Task to complete >>
The reply should be an exact transcription of every record.

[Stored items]

-------------------------

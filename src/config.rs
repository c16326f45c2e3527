use std::path::PathBuf;

use crate::identifiers::DEFAULT_PREFIX;
use crate::textio::DEFAULT_ENCODING;

/// Settings for one report run. Empty output names disable that output.
#[derive(Debug, Clone, PartialEq, Eq)]
pub struct ReportConfig {
    pub input: PathBuf,
    pub encoding: String,
    /// Comma-separated wildcard patterns matched against the author.
    pub users: String,
    /// Comma-separated wildcard patterns that pull records in by message.
    pub include_messages: String,
    /// Comma-separated wildcard patterns that drop records by message.
    pub exclude_messages: String,
    pub output_root: PathBuf,
    pub dump_file: String,
    pub statistics_file: String,
    /// Comma-separated keywords, one grouped table per keyword.
    pub group_keys: String,
    pub export_identifiers: bool,
    pub identifier_prefix: String,
}

impl Default for ReportConfig {
    fn default() -> Self {
        ReportConfig {
            input: PathBuf::from("tfs.txt"),
            encoding: DEFAULT_ENCODING.to_string(),
            users: "*".to_string(),
            include_messages: String::new(),
            exclude_messages: String::new(),
            output_root: PathBuf::from("output"),
            dump_file: String::new(),
            statistics_file: String::new(),
            group_keys: String::new(),
            export_identifiers: false,
            identifier_prefix: DEFAULT_PREFIX.to_string(),
        }
    }
}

-------------------------

Finished exercise >>
filename src/config.rs
repository c16326f45c2e3527
use std::path::PathBuf;

use crate::identifiers::DEFAULT_PREFIX;
use crate::textio::DEFAULT_ENCODING;

/// Settings for one report run. Empty output names disable that output.
#[derive(Debug, Clone, PartialEq, Eq)]
pub struct ReportConfig {
    pub input: PathBuf,
    pub encoding: String,
    /// Comma-separated wildcard patterns matched against the author.
    pub users: String,
    /// Comma-separated wildcard patterns that pull records in by message.
    pub include_messages: String,
    /// Comma-separated wildcard patterns that drop records by message.
    pub exclude_messages: String,
    pub output_root: PathBuf,
    pub dump_file: String,
    pub statistics_file: String,
    /// Comma-separated keywords, one grouped table per keyword.
    pub group_keys: String,
    pub export_identifiers: bool,
    pub identifier_prefix: String,
}

impl Default for ReportConfig {
    fn default() -> Self {
        ReportConfig {
            input: PathBuf::from("tfs.txt"),
            encoding: DEFAULT_ENCODING.to_string(),
            users: "*".to_string(),
            include_messages: String::new(),
            exclude_messages: String::new(),
            output_root: PathBuf::from("output"),
            dump_file: String::new(),
            statistics_file: String::new(),
            group_keys: String::new(),
            export_identifiers: false,
            identifier_prefix: DEFAULT_PREFIX.to_string(),
        }
    }
}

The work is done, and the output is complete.